"Baila Conmigo" () is a song by American singer Selena Gomez and Puerto Rican singer Rauw Alejandro for Gomez's fourth extended play Revelación (2021). It was written by Jorge A. Diaz, Edgar Barrera, Alejandro Borrero, Gomez, Abner Cordero Boria, Tainy, Ivanni Rodríguez, Alberto Carlos Melendez, Elena Rose, Alejandro, and Christopher Carballo Ramos, while the production was handled by NEON16, Jota Rosa, Albert Hype, and Tainy. The song was released for digital download and streaming by Interscope Records on January 29, 2021, as the second single from the EP. A Spanish language slow-wind reggaeton song with bouncy midtempo drum rhythms, it is about dance and desire, despite there being a language barrier between the singers. The track received widely positive reviews from music critics, who complimented its danceable and catchy rhythm and the singers' vocals.

"Baila Conmigo" won the award for Music-Ship of the Year at the 2021 MTV Millennial Awards and was nominated for Collaboration of the Year – Pop at the 2022 Lo Nuestro Awards. The song was commercially successful, reaching number one in seven countries, including Argentina and Venezuela, as well as the top five in several other countries such as Bolivia and Costa Rica, and on Billboards Hot Latin Songs in the United States. It also reached the summit of the Latin Airplay, Latin Pop Airplay, and Latin Rhythm Airplay charts, and became Alejandro's first entry on the Billboard Hot 100. The song has received several certifications, including double platinum in Spain. An accompanying music video, released simultaneously with the song, was directed by Fernando Nogari.

Background and release
In a February 2020 interview with Dazed, Selena Gomez revealed that she had plans to release Spanish-language music. In December 2020, she stated that she has "a whole little vessel of good things coming", and Billboard stated that this "could include a Spanish-language project". Various murals were spotted in Mexico, stating the song titles "De Una Vez" and "Baila Conmigo", generating speculation amidst fans and mainstream media that Gomez would be releasing Latin music soon.

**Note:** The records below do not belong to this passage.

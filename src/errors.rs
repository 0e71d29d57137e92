// CLASSIFICATION: COMMUNITY
// Filename: errors.rs v0.3
// Author: Lukas Bower
// Date Modified: 2026-04-19

//! Error taxonomy for the frequency-scaling coordinator.
//!
//! Per-core request failures are returned synchronously to the caller.
//! Aggregator (L2/bandwidth) failures never unwind a committed per-core
//! transition; they are logged and degrade gracefully. Lifecycle bring-up
//! failures are the only errors that block a higher-level state transition.

use thiserror::Error;

/// Build-time failures of the frequency table.
#[derive(Debug, Error, Clone, PartialEq, Eq)]
pub enum ConfigError {
    #[error("frequency table is empty")]
    EmptyTable,
    #[error("no usable steps after rounding against the cpu clock")]
    NoUsableSteps,
    #[error("bandwidth values configured without bus ports")]
    MissingPorts,
    #[error("core 0 has no clock device")]
    NoCpuClock,
    #[error("malformed frequency config: {0}")]
    Parse(String),
}

/// Failures reported by the clock-control boundary.
#[derive(Debug, Error, Clone, PartialEq, Eq)]
pub enum ClockError {
    #[error("no supported rate at or near {0} Hz")]
    UnsupportedRate(u64),
    #[error("clock hardware rejected the operation: {0}")]
    Hardware(&'static str),
}

/// Failures of a per-core frequency request.
#[derive(Debug, Error, Clone, PartialEq, Eq)]
pub enum FreqError {
    #[error("target {0} kHz resolves to no table entry")]
    InvalidTarget(u32),
    #[error("core {0} is suspended")]
    Suspended(usize),
    #[error("clock set failed: {0}")]
    ClockSetFailed(#[from] ClockError),
    #[error("no clock device for core {0}")]
    NoDevice(usize),
}

/// Failures of a bus-bandwidth usecase update. Logged, never propagated.
#[derive(Debug, Error, Clone, PartialEq, Eq)]
pub enum BandwidthError {
    #[error("bandwidth request rejected for usecase {0}")]
    Rejected(usize),
}

/// Hot-plug bring-up failures. The core stays offline.
#[derive(Debug, Error, Clone, PartialEq, Eq)]
pub enum LifecycleError {
    #[error("clock prepare failed during bring-up of core {core}: {source}")]
    PrepareFailed { core: usize, source: ClockError },
    #[error("clock enable failed during bring-up of core {core}: {source}")]
    EnableFailed { core: usize, source: ClockError },
}
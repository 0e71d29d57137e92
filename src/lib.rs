// CLASSIFICATION: COMMUNITY
// Filename: lib.rs v1.0
// Date Modified: 2026-08-02
// Author: Lukas Bower

//! CPU frequency-scaling coordinator for multi-core SoCs.
//!
//! Keeps a shared L2/interconnect clock and a bus-bandwidth request in sync
//! with whichever core is running fastest. Frequency-change requests are
//! serialized per core and executed on that core's dedicated worker; the
//! shared aggregate is recomputed after every committed transition, hot-plug
//! event and resume.

/// Error taxonomy shared by every component.
pub mod errors;

/// Clock-control trait boundary and the software ladder clock.
pub mod clock;

/// Bus-bandwidth vectors and the client trait boundary.
pub mod bus;

/// Static frequency/bandwidth configuration records.
pub mod config;

/// The immutable frequency step table and target resolution.
pub mod table;

/// Scoped real-time elevation and worker core pinning.
pub mod sched;

/// Pre/post transition observer hooks.
pub mod notify;

/// Shared L2-clock and bandwidth aggregation.
pub mod aggregator;

/// Per-core request dispatch and the governor-facing operations.
pub mod coordinator;

/// Hot-plug and suspend/resume state machine.
pub mod lifecycle;

/// User-adjustable frequency ceiling attribute.
pub mod ceiling;

mod worker;

pub use bus::{BandwidthClient, BwUsecase, BwVector, RecordingBandwidthClient};
pub use clock::{Clock, SteppedClock};
pub use config::{FreqConfig, PortPair, StepEntry};
pub use coordinator::{FreqCoordinator, Policy, PolicyBounds};
pub use errors::{BandwidthError, ClockError, ConfigError, FreqError, LifecycleError};
pub use lifecycle::{CpuEvent, PmEvent};
pub use notify::{FreqChange, TransitionObserver};
pub use table::{FreqStep, FreqTable, Relation};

On January 14, 2021, Gomez released "De Una Vez" as the lead single from her first Spanish-language EP, Revelación (2021). The words "baila conmigo" were seen at the end of the music video. On January 26, Gomez shared the artwork for "Baila Conmigo" and announced that it was a collaboration with Rauw Alejandro and would be released on January 29. Gomez said in a press release that, with the song, she "wants to get everyone dancing." During an interview with E! Online, Alejandro stated:

During an interview with Billboard, Gomez told the magazine: "I knew I wanted a male voice on 'Baila Conmigo' and I love Rauw's voice; I think he brings the right amount of sexiness to the song." On January 29, 2021, "Baila Conmigo" was released for digital download and streaming by Interscope Records as the second single from the EP, marking the first collaboration between Gomez and Alejandro. It was included as the third track on Revelación, released March 12, 2021.

Music and lyrics

Musically, "Baila Conmigo" is a slow-wind reggaeton song, with bouncy midtempo drum rhythms. It starts with a funky fingerpicked bass guitar riff, which has been compared with Charlie Puth records. The song was written by Jorge A. Diaz, Edgar Barrera, Alejandro Borrero, Gomez, Abner Cordero Boria, Tainy, Ivanni Rodríguez, Alberto Carlos Melendez, Elena Rose, Alejandro, and Christopher Carballo Ramos. Its production was handled by NEON16, Jota Rosa, Albert Hype, and Tainy, and the track runs for a total of 3 minutes and 6 seconds. According to the song's sheet music on Musicnotes.com, the song is composed in the key of D minor with a groove of 120 beats per minute. The singers' vocals span from the low note of D3 to the high note of A4.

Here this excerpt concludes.